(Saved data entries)
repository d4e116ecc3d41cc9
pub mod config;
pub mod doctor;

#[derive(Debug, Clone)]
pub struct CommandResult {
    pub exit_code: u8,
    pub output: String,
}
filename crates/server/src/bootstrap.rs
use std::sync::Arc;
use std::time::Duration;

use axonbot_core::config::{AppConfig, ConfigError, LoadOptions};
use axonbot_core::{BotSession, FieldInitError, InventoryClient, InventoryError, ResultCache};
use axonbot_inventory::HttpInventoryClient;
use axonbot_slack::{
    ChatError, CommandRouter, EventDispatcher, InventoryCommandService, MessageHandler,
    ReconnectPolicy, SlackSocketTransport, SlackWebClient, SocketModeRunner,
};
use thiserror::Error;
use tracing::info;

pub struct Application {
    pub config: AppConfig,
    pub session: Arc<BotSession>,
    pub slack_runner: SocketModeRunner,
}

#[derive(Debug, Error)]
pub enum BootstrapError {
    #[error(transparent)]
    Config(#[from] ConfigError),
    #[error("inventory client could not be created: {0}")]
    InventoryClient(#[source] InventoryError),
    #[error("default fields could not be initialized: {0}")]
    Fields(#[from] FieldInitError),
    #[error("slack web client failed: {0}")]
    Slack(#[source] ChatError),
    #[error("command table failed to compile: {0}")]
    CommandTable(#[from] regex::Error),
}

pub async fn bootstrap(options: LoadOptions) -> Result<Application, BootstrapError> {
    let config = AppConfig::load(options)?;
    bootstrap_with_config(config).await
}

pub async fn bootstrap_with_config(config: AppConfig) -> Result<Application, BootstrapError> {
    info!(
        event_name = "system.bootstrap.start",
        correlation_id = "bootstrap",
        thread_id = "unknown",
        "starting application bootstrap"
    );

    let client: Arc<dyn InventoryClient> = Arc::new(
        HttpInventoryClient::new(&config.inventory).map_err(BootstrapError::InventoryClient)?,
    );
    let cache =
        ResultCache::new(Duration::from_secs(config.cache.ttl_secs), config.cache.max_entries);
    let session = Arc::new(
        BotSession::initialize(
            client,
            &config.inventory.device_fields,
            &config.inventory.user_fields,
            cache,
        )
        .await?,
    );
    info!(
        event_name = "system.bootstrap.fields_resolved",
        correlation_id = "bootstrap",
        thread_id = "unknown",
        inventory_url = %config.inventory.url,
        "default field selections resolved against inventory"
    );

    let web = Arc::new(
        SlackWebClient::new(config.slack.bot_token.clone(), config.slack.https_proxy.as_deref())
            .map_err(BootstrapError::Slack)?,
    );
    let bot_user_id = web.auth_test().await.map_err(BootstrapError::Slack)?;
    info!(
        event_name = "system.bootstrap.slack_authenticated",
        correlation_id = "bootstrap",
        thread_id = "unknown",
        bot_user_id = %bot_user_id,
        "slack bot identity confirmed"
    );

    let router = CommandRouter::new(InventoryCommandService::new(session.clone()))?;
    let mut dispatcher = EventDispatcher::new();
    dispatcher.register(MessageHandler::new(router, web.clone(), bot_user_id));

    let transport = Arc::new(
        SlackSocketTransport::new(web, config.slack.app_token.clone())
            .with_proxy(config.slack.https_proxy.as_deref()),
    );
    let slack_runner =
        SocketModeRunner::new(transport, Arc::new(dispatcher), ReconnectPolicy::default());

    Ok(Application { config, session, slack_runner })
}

Exercise requirements => Print all of the records, leaving each one exactly as it appears above.

Exercise answer =>
repository d4e116ecc3d41cc9
pub mod config;
pub mod doctor;

#[derive(Debug, Clone)]
pub struct CommandResult {
    pub exit_code: u8,
    pub output: String,
}
filename crates/server/src/bootstrap.rs
use std::sync::Arc;
use std::time::Duration;

use axonbot_core::config::{AppConfig, ConfigError, LoadOptions};
use axonbot_core::{BotSession, FieldInitError, InventoryClient, InventoryError, ResultCache};
use axonbot_inventory::HttpInventoryClient;
use axonbot_slack::{
    ChatError, CommandRouter, EventDispatcher, InventoryCommandService, MessageHandler,
    ReconnectPolicy, SlackSocketTransport, SlackWebClient, SocketModeRunner,
};
use thiserror::Error;
use tracing::info;

pub struct Application {
    pub config: AppConfig,
    pub session: Arc<BotSession>,
    pub slack_runner: SocketModeRunner,
}

#[derive(Debug, Error)]
pub enum BootstrapError {
    #[error(transparent)]
    Config(#[from] ConfigError),
    #[error("inventory client could not be created: {0}")]
    InventoryClient(#[source] InventoryError),
    #[error("default fields could not be initialized: {0}")]
    Fields(#[from] FieldInitError),
    #[error("slack web client failed: {0}")]
    Slack(#[source] ChatError),
    #[error("command table failed to compile: {0}")]
    CommandTable(#[from] regex::Error),
}

pub async fn bootstrap(options: LoadOptions) -> Result<Application, BootstrapError> {
    let config = AppConfig::load(options)?;
    bootstrap_with_config(config).await
}

pub async fn bootstrap_with_config(config: AppConfig) -> Result<Application, BootstrapError> {
    info!(
        event_name = "system.bootstrap.start",
        correlation_id = "bootstrap",
        thread_id = "unknown",
        "starting application bootstrap"
    );

    let client: Arc<dyn InventoryClient> = Arc::new(
        HttpInventoryClient::new(&config.inventory).map_err(BootstrapError::InventoryClient)?,
    );
    let cache =
        ResultCache::new(Duration::from_secs(config.cache.ttl_secs), config.cache.max_entries);
    let session = Arc::new(
        BotSession::initialize(
            client,
            &config.inventory.device_fields,
            &config.inventory.user_fields,
            cache,
        )
        .await?,
    );
    info!(
        event_name = "system.bootstrap.fields_resolved",
        correlation_id = "bootstrap",
        thread_id = "unknown",
        inventory_url = %config.inventory.url,
        "default field selections resolved against inventory"
    );

    let web = Arc::new(
        SlackWebClient::new(config.slack.bot_token.clone(), config.slack.https_proxy.as_deref())
            .map_err(BootstrapError::Slack)?,
    );
    let bot_user_id = web.auth_test().await.map_err(BootstrapError::Slack)?;
    info!(
        event_name = "system.bootstrap.slack_authenticated",
        correlation_id = "bootstrap",
        thread_id = "unknown",
        bot_user_id = %bot_user_id,
        "slack bot identity confirmed"
    );

    let router = CommandRouter::new(InventoryCommandService::new(session.clone()))?;
    let mut dispatcher = EventDispatcher::new();
    dispatcher.register(MessageHandler::new(router, web.clone(), bot_user_id));

    let transport = Arc::new(
        SlackSocketTransport::new(web, config.slack.app_token.clone())
            .with_proxy(config.slack.https_proxy.as_deref()),
    );
    let slack_runner =
        SocketModeRunner::new(transport, Arc::new(dispatcher), ReconnectPolicy::default());

    Ok(Application { config, session, slack_runner })
}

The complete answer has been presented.